On the Stochastic Motion Induced by Magnetic Fields in Random Environments.

Here, we study the Navier-Stokes equation for the motion of a passive particle based on the Fokker-Planck equation in an incompressible conducting fluid induced by a magnetic field subject to an exponentially correlated Gaussian force in three-time domains. For the hydro-magnetic case of velocity and the time-dependent magnetic field, the mean squared velocity for the joint probability density of velocity and the magnetic field has a super-diffusive form that scales as ∼t3 in t>>τ, while the mean squared displacement for the joint probability density of velocity and the magnetic field reduces to time ∼t4 in t<<τ. The motion of a passive particle for τ=0 and t>>τ behaves as a normal diffusion with the mean squared magnetic field being <h2(t)>∼t.
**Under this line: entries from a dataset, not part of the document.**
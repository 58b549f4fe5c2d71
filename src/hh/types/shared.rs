use serde::{Deserialize, Serialize};
use serde_json::Value as JsonValue;
use std::collections::HashMap;

/// Keys the API sends that the typed fields do not cover.
pub type Extra = HashMap<String, JsonValue>;

#[derive(Debug, Clone, PartialEq, Serialize, Deserialize)]
pub struct Id {
    pub id: String,
}

impl Id {
    pub fn new(id: impl Into<String>) -> Self {
        Self { id: id.into() }
    }
}

#[derive(Debug, Clone, PartialEq, Serialize, Deserialize)]
pub struct Name {
    pub name: String,
}

#[derive(Debug, Clone, PartialEq, Serialize, Deserialize)]
pub struct Text {
    pub text: String,
}

#[derive(Debug, Clone, PartialEq, Serialize, Deserialize)]
pub struct IdName {
    pub id: String,
    pub name: String,
}

#[derive(Debug, Clone, PartialEq, Serialize, Deserialize)]
pub struct IdText {
    pub id: String,
    pub text: String,
}

#[derive(Debug, Clone, PartialEq, Serialize, Deserialize)]
pub struct IdTextUrl {
    pub id: String,
    pub text: String,
    pub url: String,
}

#[derive(Debug, Clone, PartialEq, Serialize, Deserialize)]
pub struct IdUrlName {
    pub id: String,
    pub name: String,
    pub url: String,
}

#[derive(Debug, Clone, PartialEq, Serialize, Deserialize)]
pub struct IdUrl {
    pub id: String,
    pub url: String,
}

#[derive(Debug, Clone, PartialEq, Serialize, Deserialize)]
pub struct CountUrl {
    pub count: i64,
    pub url: String,
}

/// Paged list envelope used by every list endpoint.
#[derive(Debug, Clone, Serialize, Deserialize)]
pub struct Pagination<T> {
    pub found: i64,
    pub page: u32,
    pub pages: u32,
    pub per_page: u32,
    pub items: Vec<T>,
}

#[derive(Debug, Clone, Copy, Default, Serialize, Deserialize)]
pub struct PaginationRequest {
    #[serde(skip_serializing_if = "Option::is_none")]
    pub page: Option<u32>,
    #[serde(skip_serializing_if = "Option::is_none")]
    pub per_page: Option<u32>,
}

#[derive(Debug, Clone, Copy, PartialEq, Serialize, Deserialize)]
pub struct LngLat {
    pub lng: f64,
    pub lat: f64,
}

#[derive(Debug, Clone, Serialize, Deserialize)]
pub struct MetroLine {
    pub id: String,
    pub name: String,
    pub hex_color: String,
    pub area: Option<IdUrlName>,
}

#[derive(Debug, Clone, Serialize, Deserialize)]
pub struct MetroLineStationLine {
    pub id: String,
    pub name: String,
    pub hex_color: String,
}

#[derive(Debug, Clone, Serialize, Deserialize)]
pub struct MetroLineStation {
    pub id: String,
    pub name: String,
    pub lat: Option<f64>,
    pub lng: Option<f64>,
    pub order: i32,
    pub line: Option<MetroLineStationLine>,
}

#[derive(Debug, Clone, Serialize, Deserialize)]
pub struct MetroLineWithStations {
    pub id: String,
    pub name: String,
    pub hex_color: String,
    #[serde(default)]
    pub stations: Vec<MetroLineStation>,
}

#[derive(Debug, Clone, Serialize, Deserialize)]
pub struct MetroStation {
    pub line_id: String,
    pub line_name: String,
    pub station_id: String,
    pub station_name: String,
    pub lat: Option<f64>,
    pub lng: Option<f64>,
    pub area: Option<IdUrlName>,
}

#[derive(Debug, Clone, Serialize, Deserialize)]
pub struct ClusterItem {
    pub count: i64,
    pub name: String,
    #[serde(rename = "type")]
    pub kind: Option<String>,
    pub url: String,
    pub metro_line: Option<MetroLine>,
    pub metro_station: Option<MetroStation>,
}

#[derive(Debug, Clone, Serialize, Deserialize)]
pub struct Cluster {
    pub id: String,
    pub name: String,
    #[serde(default)]
    pub items: Vec<ClusterItem>,
}

#[derive(Debug, Clone, Serialize, Deserialize)]
pub struct Argument {
    pub argument: String,
    pub cluster_group: Option<IdName>,
    pub disable_url: String,
    pub hex_color: Option<String>,
    pub metro_type: Option<String>,
    pub name: Option<String>,
    pub value: String,
    pub value_description: Option<String>,
}

#[derive(Debug, Clone, Serialize, Deserialize)]
pub struct Fixes {
    pub fixed: String,
    pub original: String,
}

#[derive(Debug, Clone, Serialize, Deserialize)]
pub struct SearchSuggests {
    pub found: i64,
    pub value: String,
}

#[derive(Debug, Clone, Default, Serialize, Deserialize)]
pub struct Address {
    pub id: Option<String>,
    pub building: Option<String>,
    pub city: Option<String>,
    pub street: Option<String>,
    pub raw: Option<String>,
    pub lat: Option<f64>,
    pub lng: Option<f64>,
    pub metro: Option<MetroStation>,
}

#[derive(Debug, Clone, Serialize, Deserialize)]
pub struct SalaryRange {
    pub from: Option<f64>,
    pub to: Option<f64>,
    pub currency: String,
    pub gross: Option<bool>,
    pub frequency: Option<IdName>,
    pub mode: Option<IdName>,
}

#[derive(Debug, Clone, Serialize, Deserialize)]
pub struct LogoUrls {
    #[serde(rename = "90")]
    pub small: Option<String>,
    #[serde(rename = "240")]
    pub medium: Option<String>,
    pub original: Option<String>,
}

#[derive(Debug, Clone, Serialize, Deserialize)]
pub struct EmployerRating {
    pub reviews_count: i64,
    pub total_rating: f64,
}

#[derive(Debug, Clone, Serialize, Deserialize)]
pub struct Employer {
    pub id: Option<String>,
    pub name: String,
    pub url: Option<String>,
    pub alternate_url: Option<String>,
    #[serde(default)]
    pub trusted: bool,
    pub logo_urls: Option<LogoUrls>,
    pub vacancies_url: Option<String>,
    pub accredited_it_employer: Option<bool>,
    pub employer_rating: Option<EmployerRating>,
    pub open_vacancies: Option<i64>,
    pub blacklisted: Option<bool>,
    #[serde(flatten)]
    pub extra: Extra,
}

#[derive(Debug, Clone, Serialize, Deserialize)]
pub struct PhoneContact {
    pub city: String,
    pub comment: Option<String>,
    pub country: String,
    pub formatted: Option<String>,
    pub number: String,
}

#[derive(Debug, Clone, Serialize, Deserialize)]
pub struct ContactsVacancy {
    pub call_tracking_enabled: Option<bool>,
    pub email: Option<String>,
    pub name: Option<String>,
    pub phones: Option<Vec<PhoneContact>>,
}

#[derive(Debug, Clone, Serialize, Deserialize)]
pub struct VacancyCounters {
    pub responses: i64,
    pub total_responses: Option<i64>,
}

#[derive(Debug, Clone, Serialize, Deserialize)]
pub struct VacancyShort {
    pub id: String,
    pub name: String,
    pub url: String,
    pub alternate_url: String,
    pub apply_alternate_url: Option<String>,
    #[serde(default)]
    pub archived: bool,
    pub area: IdUrlName,
    pub created_at: Option<String>,
    pub published_at: Option<String>,
    pub department: Option<IdName>,
    pub employer: Option<Employer>,
    #[serde(default)]
    pub has_test: bool,
    pub premium: Option<bool>,
    pub relations: Option<Vec<String>>,
    #[serde(default)]
    pub response_letter_required: bool,
    pub response_url: Option<String>,
    pub salary_range: Option<SalaryRange>,
    pub address: Option<Address>,
    #[serde(rename = "type")]
    pub kind: Option<IdName>,
}

/// Vacancy as returned by search and list endpoints.
#[derive(Debug, Clone, Serialize, Deserialize)]
pub struct Vacancy {
    #[serde(flatten)]
    pub short: VacancyShort,
    pub description: Option<String>,
    pub accept_temporary: Option<bool>,
    pub accept_incomplete_resumes: Option<bool>,
    #[serde(default)]
    pub professional_roles: Vec<IdName>,
    pub experience: Option<IdName>,
    pub employment_form: Option<IdName>,
    pub schedule: Option<IdName>,
    pub work_format: Option<Vec<IdName>>,
    pub working_hours: Option<Vec<IdName>>,
    pub work_schedule_by_days: Option<Vec<IdName>>,
    pub contacts: Option<ContactsVacancy>,
    pub counters: Option<VacancyCounters>,
    pub snippet: Option<JsonValue>,
    #[serde(flatten)]
    pub extra: Extra,
}

#[derive(Debug, Clone, Serialize, Deserialize)]
pub struct VacancyLanguage {
    pub id: String,
    pub name: String,
    pub level: IdName,
}

/// Full vacancy document (`GET /vacancies/{id}`).
#[derive(Debug, Clone, Serialize, Deserialize)]
pub struct VacancyFull {
    #[serde(flatten)]
    pub vacancy: Vacancy,
}

impl VacancyFull {
    pub fn key_skills(&self) -> Vec<String> {
        self.vacancy
            .extra
            .get("key_skills")
            .and_then(|v| v.as_array())
            .map(|items| {
                items
                    .iter()
                    .filter_map(|item| item.get("name").and_then(|n| n.as_str()))
                    .map(str::to_string)
                    .collect()
            })
            .unwrap_or_default()
    }
}

/// Query for `/vacancies` and the related/similar endpoints.
#[derive(Debug, Clone, Default, Serialize)]
pub struct VacancySearchParams {
    #[serde(skip_serializing_if = "Option::is_none")]
    pub page: Option<u32>,
    #[serde(skip_serializing_if = "Option::is_none")]
    pub per_page: Option<u32>,
    #[serde(skip_serializing_if = "Option::is_none")]
    pub text: Option<String>,
    #[serde(skip_serializing_if = "Vec::is_empty")]
    pub search_field: Vec<String>,
    #[serde(skip_serializing_if = "Vec::is_empty")]
    pub experience: Vec<String>,
    #[serde(skip_serializing_if = "Vec::is_empty")]
    pub employment: Vec<String>,
    #[serde(skip_serializing_if = "Vec::is_empty")]
    pub schedule: Vec<String>,
    #[serde(skip_serializing_if = "Vec::is_empty")]
    pub area: Vec<String>,
    #[serde(skip_serializing_if = "Vec::is_empty")]
    pub metro: Vec<String>,
    #[serde(skip_serializing_if = "Option::is_none")]
    pub professional_role: Option<String>,
    #[serde(skip_serializing_if = "Vec::is_empty")]
    pub industry: Vec<String>,
    #[serde(skip_serializing_if = "Vec::is_empty")]
    pub employer_id: Vec<String>,
    #[serde(skip_serializing_if = "Vec::is_empty")]
    pub excluded_employer_id: Vec<String>,
    #[serde(skip_serializing_if = "Option::is_none")]
    pub currency: Option<String>,
    #[serde(skip_serializing_if = "Option::is_none")]
    pub salary: Option<i64>,
    #[serde(skip_serializing_if = "Vec::is_empty")]
    pub label: Vec<String>,
    #[serde(skip_serializing_if = "Option::is_none")]
    pub only_with_salary: Option<bool>,
    #[serde(skip_serializing_if = "Option::is_none")]
    pub period: Option<u32>,
    #[serde(skip_serializing_if = "Option::is_none")]
    pub date_from: Option<String>,
    #[serde(skip_serializing_if = "Option::is_none")]
    pub date_to: Option<String>,
    #[serde(skip_serializing_if = "Option::is_none")]
    pub top_lat: Option<f64>,
    #[serde(skip_serializing_if = "Option::is_none")]
    pub bottom_lat: Option<f64>,
    #[serde(skip_serializing_if = "Option::is_none")]
    pub left_lng: Option<f64>,
    #[serde(skip_serializing_if = "Option::is_none")]
    pub right_lng: Option<f64>,
    #[serde(skip_serializing_if = "Option::is_none")]
    pub order_by: Option<String>,
    #[serde(skip_serializing_if = "Option::is_none")]
    pub sort_point_lat: Option<f64>,
    #[serde(skip_serializing_if = "Option::is_none")]
    pub sort_point_lng: Option<f64>,
    #[serde(skip_serializing_if = "Option::is_none")]
    pub clusters: Option<bool>,
    #[serde(skip_serializing_if = "Option::is_none")]
    pub describe_arguments: Option<bool>,
    #[serde(skip_serializing_if = "Option::is_none")]
    pub no_magic: Option<bool>,
    #[serde(skip_serializing_if = "Option::is_none")]
    pub premium: Option<bool>,
    #[serde(skip_serializing_if = "Option::is_none")]
    pub responses_count_enabled: Option<bool>,
    #[serde(skip_serializing_if = "Option::is_none")]
    pub accept_temporary: Option<bool>,
    #[serde(skip_serializing_if = "Vec::is_empty")]
    pub part_time: Vec<String>,
    #[serde(skip_serializing_if = "Option::is_none")]
    pub employment_form: Option<String>,
    #[serde(skip_serializing_if = "Option::is_none")]
    pub work_schedule_by_days: Option<String>,
    #[serde(skip_serializing_if = "Option::is_none")]
    pub working_hours: Option<String>,
    #[serde(skip_serializing_if = "Option::is_none")]
    pub work_format: Option<String>,
    #[serde(skip_serializing_if = "Option::is_none")]
    pub excluded_text: Option<String>,
    #[serde(skip_serializing_if = "Option::is_none")]
    pub education: Option<String>,
}

#[derive(Debug, Clone, Serialize, Deserialize)]
pub struct ValidationError {
    pub reason: String,
    pub value: Option<String>,
}

#[cfg(test)]
mod tests {
    use super::*;
    use serde_json::json;

    #[test]
    fn vacancy_keeps_unknown_fields() {
        let raw = json!({
            "id": "1",
            "name": "Rust developer",
            "url": "https://api.hh.ru/vacancies/1",
            "alternate_url": "https://hh.ru/vacancy/1",
            "area": { "id": "1", "name": "Moscow", "url": "https://api.hh.ru/areas/1" },
            "professional_roles": [{ "id": "96", "name": "Developer" }],
            "key_skills": [{ "name": "Rust" }, { "name": "Tokio" }],
            "approved": true
        });

        let vacancy: VacancyFull = serde_json::from_value(raw).unwrap();
        assert_eq!(vacancy.vacancy.short.name, "Rust developer");
        assert_eq!(vacancy.vacancy.professional_roles.len(), 1);
        assert_eq!(vacancy.key_skills(), vec!["Rust", "Tokio"]);
        assert_eq!(vacancy.vacancy.extra.get("approved"), Some(&json!(true)));
    }
}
In a short-time domain t<<τ, the moment in the magnetic field of the incompressible conducting fluid undergoes super-diffusion with μ2,0,2h∼t6, in agreement with our research outcome. Particularly, the combined entropy H(v,h,t) (H(h,v,t)) for an active particle with the perturbative force has a minimum value of ∼lnt2 (∼lnt2) in t>>τ (τ=0), while the largest displacement entropy value is proportional to lnt4 in t<<τ and τ=0.